Watching someone die...

Discussion in 'Real Life Stories' started by Bridgers, Aug 31, 2011.

  1. Well, I had my first experience of seeing someone die. A termanilly ill close family member, and before the I'm sorry replies come, please don't do that, this is more a question in how others have found that experience and their thoughts.

    We had gotten the call that the condition was worsening and perhaps it was time to gather.

    The person, lets call him B was at home lying in bed. When I arrived it obvious B was no longer lucid, on resonable doses of pain medication, breathing through their mouth and not moving much.

    We tried to talk to B, mentioning who was here and who was coming, little responses were given, the morphine basically killing all interaction with the world. We held and stroked B's hand, by this time it had been 3 days since B had taken water or food.

    A central line had been inserted that released morphine over 24 hours, the process being at this stage to remove water and food and allow the body to slowly die. Every hour things got worse, during the evening I retired to a hotel, however I had another phone call due to issues with pain medication and pain break through and had to return to help out, this was 1 till 4 in the morning. I ended up sleeping on a sofa. With the pain breakthrough, I had a feeling B was semi lucid and recongised me.

    This was very emotionally draining and at that time I would have myself thought about injecting more morphine to speed up the end.

    The final day, incresing doses of morphine was given. Breathing was becoming very hard and fluid started to build in B's lungs.
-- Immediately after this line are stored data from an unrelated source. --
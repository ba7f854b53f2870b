//-
// Copyright (c) 2024, the Arcmail Developers
//
// This file is part of Arcmail.
//
// Arcmail is free software: you can  redistribute it and/or modify it under
// the terms of  the GNU General Public License as  published by the Free
// Software Foundation, either version 3 of the License, or (at your option)
// any later version.
//
// Arcmail is distributed in the hope that  it will be useful, but WITHOUT ANY
// WARRANTY; without  even the implied  warranty of MERCHANTABILITY  or FITNESS
// FOR  A PARTICULAR  PURPOSE.  See the  GNU General  Public  License for  more
// details.
//
// You should have received a copy of the GNU General Public License along with
// Arcmail. If not, see <http://www.gnu.org/licenses/>.

pub mod alloc_track;
pub mod error;
pub mod graph;
pub mod mailbox_paths;
pub mod sysexits;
    This is just an awful noise known as the death rattle, we had been warned when this appears there is normally 24 hours or less to go. However the rattle is not that distressing for the person, more for the relatives around the bed.

    This rattle went on for about 6 hours, getting worse, by this time you are just in a numb state, trying to keep busy and also trying to montior the decline. A small part of you wants the person to wake up and get some contact with them, a miricle to happen, but you are pretty much resigned to the end coming.

    We had all moved out the bedroom for a few mintues to eat something, when I noticed the breathing pattern of B changing, to slow long breaths from shallow ones. We rushed back in and stood around the bed.

    Interestingly enough, many people even with family around die alone in the final moments, you move out of the rom like we did and miss it. I understand why this is the sudden change to the final breaths is quick, from noticing the change to the final breath was only 6 or 7.

    The final moments are long slow expelling or air, groaning noises and the rattle, there was no waking up and mustering words. This is uncommon that people manage to do this, B had stopped talking 4 days before hand and never regained their voice. the lesson here being make sure you say the thing you want to say in plently of time. The stories of witty last words are very uncommon, death is a drawn out process.

    The process was distressing, emotional and difficult, more for the realtives, and it is doubtful that B knew we were there at the final moment, but peace was obtained in the end.

    However difficult the final days are for the relatives, afterwards having seen that process and being involved in it, I feel better able to cope now, and while it is sad being there and involved at the final moments has been a great help.The person on the bed no longer loooks human, which in a strange way helps you to realise that they are no longer there and have moved on.

    I dont believe in an afterlife or intelligent enity controlling or not controlling us, I took comfort from being there and seeing that were not in pain.
     
  2. I had close to the same experience with my grandpa he layed there told everyone it was time for him to go after a couple of days of watching him lay there he passed there was a sudden peace at mind while feeling sad it was a pleasure to know he went in a peaceful way ahhh i miss that old man he was the best!
     
  3. Sounds like the man accomplished what he wanted
     
  4. This is some heavy shit to read before work. I'll finish reading it and type my response later today
     
  5. Deep man.

    Lived this with my grandpa. He was almost 100 years old. He lived a good life, loved a good woman, and was thouroughly blessed. He passed quietly without much suffering, and that is what was important to me, that he not suffer. He passed with dignity. It was a reliefe to me when he was gone. His troubles with his declining health were all over. He was at peaceful rest, following my Christian beliefs. God rest his soul.
     
  6. I've had the exact same thing with my gran, we found her on the floor because of a fall in the night that she had and it was said that she suffered a massive stroke, she wasn't concious when we arrived at her home and when the ambulance came she was still in a realy bad state, she was taken to hospital and as the thread naker said about a rattle? Death rattle I've heard it myself, its like some fluid is being garggled in the chest area, realy horrible sound, few hours later she passed away..



    Peace..



    Keepontoking...
     
  7. So did all the posters above feel that this process of watching the death helps. I feel that we hide away from this in the modern world, when in fact death and dying was a normal part of life.

    When my father died as a boy, my mother didn't even allow me to see my father during the last few weeks and not even go to the funeral. Which doesn't allow you to properly say goodbye or come to terms with it all.